- **PROBLEM TO WORK ON**: Each record must be output exactly and in full.

- **DATA**:
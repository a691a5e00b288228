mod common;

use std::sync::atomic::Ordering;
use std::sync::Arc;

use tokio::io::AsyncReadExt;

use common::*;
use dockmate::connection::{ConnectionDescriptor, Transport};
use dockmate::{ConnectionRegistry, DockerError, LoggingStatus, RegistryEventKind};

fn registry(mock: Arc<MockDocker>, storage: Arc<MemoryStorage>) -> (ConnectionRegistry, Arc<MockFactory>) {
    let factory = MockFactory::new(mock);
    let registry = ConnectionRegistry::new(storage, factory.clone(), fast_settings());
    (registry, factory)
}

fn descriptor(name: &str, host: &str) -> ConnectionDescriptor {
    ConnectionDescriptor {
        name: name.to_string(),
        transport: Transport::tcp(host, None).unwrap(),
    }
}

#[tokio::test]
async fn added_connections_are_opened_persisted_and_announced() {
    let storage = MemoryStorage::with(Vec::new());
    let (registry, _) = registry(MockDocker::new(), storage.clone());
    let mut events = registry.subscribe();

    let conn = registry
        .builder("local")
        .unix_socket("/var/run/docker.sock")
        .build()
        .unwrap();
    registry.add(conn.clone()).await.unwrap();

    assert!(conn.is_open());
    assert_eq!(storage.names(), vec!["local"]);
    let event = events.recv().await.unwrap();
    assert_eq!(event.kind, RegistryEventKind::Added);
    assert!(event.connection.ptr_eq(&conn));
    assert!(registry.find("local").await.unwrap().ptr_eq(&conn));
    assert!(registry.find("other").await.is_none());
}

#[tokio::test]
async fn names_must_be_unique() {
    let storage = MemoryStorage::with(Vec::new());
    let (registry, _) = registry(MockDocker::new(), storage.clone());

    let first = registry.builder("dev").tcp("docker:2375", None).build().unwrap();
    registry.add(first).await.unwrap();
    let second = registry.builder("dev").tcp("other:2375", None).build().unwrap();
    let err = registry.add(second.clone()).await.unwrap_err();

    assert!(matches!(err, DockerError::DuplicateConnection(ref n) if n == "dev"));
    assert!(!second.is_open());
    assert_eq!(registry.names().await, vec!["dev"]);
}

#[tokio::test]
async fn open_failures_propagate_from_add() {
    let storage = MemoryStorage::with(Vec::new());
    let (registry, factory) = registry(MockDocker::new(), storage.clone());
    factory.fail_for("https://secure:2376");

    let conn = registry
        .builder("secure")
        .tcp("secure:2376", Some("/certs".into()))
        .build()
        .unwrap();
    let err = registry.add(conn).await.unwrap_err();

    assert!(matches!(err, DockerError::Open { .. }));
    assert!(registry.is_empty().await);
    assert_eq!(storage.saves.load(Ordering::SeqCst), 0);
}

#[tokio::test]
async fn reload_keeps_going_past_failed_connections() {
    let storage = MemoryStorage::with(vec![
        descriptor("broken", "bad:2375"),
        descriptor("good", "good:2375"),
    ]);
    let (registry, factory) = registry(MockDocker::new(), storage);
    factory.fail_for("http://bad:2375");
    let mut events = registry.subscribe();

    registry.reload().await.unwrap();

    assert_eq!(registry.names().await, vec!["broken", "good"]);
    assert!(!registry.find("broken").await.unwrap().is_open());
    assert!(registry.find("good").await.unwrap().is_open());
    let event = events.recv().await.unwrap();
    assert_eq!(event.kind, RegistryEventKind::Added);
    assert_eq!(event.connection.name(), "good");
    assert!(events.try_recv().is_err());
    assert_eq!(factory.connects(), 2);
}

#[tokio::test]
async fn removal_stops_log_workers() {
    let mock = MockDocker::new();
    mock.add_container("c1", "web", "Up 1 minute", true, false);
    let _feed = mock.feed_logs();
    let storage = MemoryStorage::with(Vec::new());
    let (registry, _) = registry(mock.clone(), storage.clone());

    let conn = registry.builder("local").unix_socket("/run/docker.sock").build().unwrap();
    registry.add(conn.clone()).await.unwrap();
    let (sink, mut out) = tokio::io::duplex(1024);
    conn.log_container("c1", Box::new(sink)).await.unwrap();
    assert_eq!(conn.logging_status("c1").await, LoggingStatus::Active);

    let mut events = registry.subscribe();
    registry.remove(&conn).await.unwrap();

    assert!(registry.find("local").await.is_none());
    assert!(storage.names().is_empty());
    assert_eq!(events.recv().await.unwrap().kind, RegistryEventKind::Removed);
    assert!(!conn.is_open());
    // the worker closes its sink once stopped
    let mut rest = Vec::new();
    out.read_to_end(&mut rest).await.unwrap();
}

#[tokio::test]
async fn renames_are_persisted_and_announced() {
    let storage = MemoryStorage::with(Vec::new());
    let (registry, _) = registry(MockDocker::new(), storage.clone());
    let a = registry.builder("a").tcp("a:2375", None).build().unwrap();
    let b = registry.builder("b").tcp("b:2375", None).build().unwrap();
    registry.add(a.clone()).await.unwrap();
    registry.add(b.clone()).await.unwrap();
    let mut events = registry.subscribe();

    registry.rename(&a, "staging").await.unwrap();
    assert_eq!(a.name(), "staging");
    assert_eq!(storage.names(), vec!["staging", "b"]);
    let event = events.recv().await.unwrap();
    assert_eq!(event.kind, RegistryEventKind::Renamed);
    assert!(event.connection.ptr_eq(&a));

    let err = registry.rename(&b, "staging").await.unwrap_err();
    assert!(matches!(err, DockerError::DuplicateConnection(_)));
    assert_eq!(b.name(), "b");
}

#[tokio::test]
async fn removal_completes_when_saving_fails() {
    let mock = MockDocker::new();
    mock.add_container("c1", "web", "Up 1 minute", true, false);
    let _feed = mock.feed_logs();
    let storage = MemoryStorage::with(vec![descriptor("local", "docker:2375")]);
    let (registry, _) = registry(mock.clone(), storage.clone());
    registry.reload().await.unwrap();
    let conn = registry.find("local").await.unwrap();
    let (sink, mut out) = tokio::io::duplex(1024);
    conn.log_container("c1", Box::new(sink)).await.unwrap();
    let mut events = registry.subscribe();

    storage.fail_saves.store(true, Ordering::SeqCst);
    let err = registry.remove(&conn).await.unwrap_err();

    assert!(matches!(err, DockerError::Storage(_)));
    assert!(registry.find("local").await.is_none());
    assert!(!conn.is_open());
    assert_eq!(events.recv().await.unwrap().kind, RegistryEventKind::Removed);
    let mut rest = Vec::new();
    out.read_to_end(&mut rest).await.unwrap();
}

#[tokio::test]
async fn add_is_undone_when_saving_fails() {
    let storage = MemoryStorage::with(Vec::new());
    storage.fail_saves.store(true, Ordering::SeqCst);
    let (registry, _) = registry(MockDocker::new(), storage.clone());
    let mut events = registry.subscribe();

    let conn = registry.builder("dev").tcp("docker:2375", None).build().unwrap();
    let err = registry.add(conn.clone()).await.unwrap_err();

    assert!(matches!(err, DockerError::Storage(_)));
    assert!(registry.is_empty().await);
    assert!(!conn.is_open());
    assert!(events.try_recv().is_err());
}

- **RESULT OF THE EXERCISE**:
repository a691a5e00b288228
mod common;

use std::sync::atomic::Ordering;
use std::sync::Arc;

use tokio::io::AsyncReadExt;

use common::*;
use dockmate::connection::{ConnectionDescriptor, Transport};
use dockmate::{ConnectionRegistry, DockerError, LoggingStatus, RegistryEventKind};

fn registry(mock: Arc<MockDocker>, storage: Arc<MemoryStorage>) -> (ConnectionRegistry, Arc<MockFactory>) {
    let factory = MockFactory::new(mock);
    let registry = ConnectionRegistry::new(storage, factory.clone(), fast_settings());
    (registry, factory)
}

fn descriptor(name: &str, host: &str) -> ConnectionDescriptor {
    ConnectionDescriptor {
        name: name.to_string(),
        transport: Transport::tcp(host, None).unwrap(),
    }
}

#[tokio::test]
async fn added_connections_are_opened_persisted_and_announced() {
    let storage = MemoryStorage::with(Vec::new());
    let (registry, _) = registry(MockDocker::new(), storage.clone());
    let mut events = registry.subscribe();

    let conn = registry
        .builder("local")
        .unix_socket("/var/run/docker.sock")
        .build()
        .unwrap();
    registry.add(conn.clone()).await.unwrap();

    assert!(conn.is_open());
    assert_eq!(storage.names(), vec!["local"]);
    let event = events.recv().await.unwrap();
    assert_eq!(event.kind, RegistryEventKind::Added);
    assert!(event.connection.ptr_eq(&conn));
    assert!(registry.find("local").await.unwrap().ptr_eq(&conn));
    assert!(registry.find("other").await.is_none());
}

#[tokio::test]
async fn names_must_be_unique() {
    let storage = MemoryStorage::with(Vec::new());
    let (registry, _) = registry(MockDocker::new(), storage.clone());

    let first = registry.builder("dev").tcp("docker:2375", None).build().unwrap();
    registry.add(first).await.unwrap();
    let second = registry.builder("dev").tcp("other:2375", None).build().unwrap();
    let err = registry.add(second.clone()).await.unwrap_err();

    assert!(matches!(err, DockerError::DuplicateConnection(ref n) if n == "dev"));
    assert!(!second.is_open());
    assert_eq!(registry.names().await, vec!["dev"]);
}

#[tokio::test]
async fn open_failures_propagate_from_add() {
    let storage = MemoryStorage::with(Vec::new());
    let (registry, factory) = registry(MockDocker::new(), storage.clone());
    factory.fail_for("https://secure:2376");

    let conn = registry
        .builder("secure")
        .tcp("secure:2376", Some("/certs".into()))
        .build()
        .unwrap();
    let err = registry.add(conn).await.unwrap_err();

    assert!(matches!(err, DockerError::Open { .. }));
    assert!(registry.is_empty().await);
    assert_eq!(storage.saves.load(Ordering::SeqCst), 0);
}

#[tokio::test]
async fn reload_keeps_going_past_failed_connections() {
    let storage = MemoryStorage::with(vec![
        descriptor("broken", "bad:2375"),
        descriptor("good", "good:2375"),
    ]);
    let (registry, factory) = registry(MockDocker::new(), storage);
    factory.fail_for("http://bad:2375");
    let mut events = registry.subscribe();

    registry.reload().await.unwrap();

    assert_eq!(registry.names().await, vec!["broken", "good"]);
    assert!(!registry.find("broken").await.unwrap().is_open());
    assert!(registry.find("good").await.unwrap().is_open());
    let event = events.recv().await.unwrap();
    assert_eq!(event.kind, RegistryEventKind::Added);
    assert_eq!(event.connection.name(), "good");
    assert!(events.try_recv().is_err());
    assert_eq!(factory.connects(), 2);
}

#[tokio::test]
async fn removal_stops_log_workers() {
    let mock = MockDocker::new();
    mock.add_container("c1", "web", "Up 1 minute", true, false);
    let _feed = mock.feed_logs();
    let storage = MemoryStorage::with(Vec::new());
    let (registry, _) = registry(mock.clone(), storage.clone());

    let conn = registry.builder("local").unix_socket("/run/docker.sock").build().unwrap();
    registry.add(conn.clone()).await.unwrap();
    let (sink, mut out) = tokio::io::duplex(1024);
    conn.log_container("c1", Box::new(sink)).await.unwrap();
    assert_eq!(conn.logging_status("c1").await, LoggingStatus::Active);

    let mut events = registry.subscribe();
    registry.remove(&conn).await.unwrap();

    assert!(registry.find("local").await.is_none());
    assert!(storage.names().is_empty());
    assert_eq!(events.recv().await.unwrap().kind, RegistryEventKind::Removed);
    assert!(!conn.is_open());
    // the worker closes its sink once stopped
    let mut rest = Vec::new();
    out.read_to_end(&mut rest).await.unwrap();
}

#[tokio::test]
async fn renames_are_persisted_and_announced() {
    let storage = MemoryStorage::with(Vec::new());
    let (registry, _) = registry(MockDocker::new(), storage.clone());
    let a = registry.builder("a").tcp("a:2375", None).build().unwrap();
    let b = registry.builder("b").tcp("b:2375", None).build().unwrap();
    registry.add(a.clone()).await.unwrap();
    registry.add(b.clone()).await.unwrap();
    let mut events = registry.subscribe();

    registry.rename(&a, "staging").await.unwrap();
    assert_eq!(a.name(), "staging");
    assert_eq!(storage.names(), vec!["staging", "b"]);
    let event = events.recv().await.unwrap();
    assert_eq!(event.kind, RegistryEventKind::Renamed);
    assert!(event.connection.ptr_eq(&a));

    let err = registry.rename(&b, "staging").await.unwrap_err();
    assert!(matches!(err, DockerError::DuplicateConnection(_)));
    assert_eq!(b.name(), "b");
}

#[tokio::test]
async fn removal_completes_when_saving_fails() {
    let mock = MockDocker::new();
    mock.add_container("c1", "web", "Up 1 minute", true, false);
    let _feed = mock.feed_logs();
    let storage = MemoryStorage::with(vec![descriptor("local", "docker:2375")]);
    let (registry, _) = registry(mock.clone(), storage.clone());
    registry.reload().await.unwrap();
    let conn = registry.find("local").await.unwrap();
    let (sink, mut out) = tokio::io::duplex(1024);
    conn.log_container("c1", Box::new(sink)).await.unwrap();
    let mut events = registry.subscribe();

    storage.fail_saves.store(true, Ordering::SeqCst);
    let err = registry.remove(&conn).await.unwrap_err();

    assert!(matches!(err, DockerError::Storage(_)));
    assert!(registry.find("local").await.is_none());
    assert!(!conn.is_open());
    assert_eq!(events.recv().await.unwrap().kind, RegistryEventKind::Removed);
    let mut rest = Vec::new();
    out.read_to_end(&mut rest).await.unwrap();
}

#[tokio::test]
async fn add_is_undone_when_saving_fails() {
    let storage = MemoryStorage::with(Vec::new());
    storage.fail_saves.store(true, Ordering::SeqCst);
    let (registry, _) = registry(MockDocker::new(), storage.clone());
    let mut events = registry.subscribe();

    let conn = registry.builder("dev").tcp("docker:2375", None).build().unwrap();
    let err = registry.add(conn.clone()).await.unwrap_err();

    assert!(matches!(err, DockerError::Storage(_)));
    assert!(registry.is_empty().await);
    assert!(!conn.is_open());
    assert!(events.try_recv().is_err());
}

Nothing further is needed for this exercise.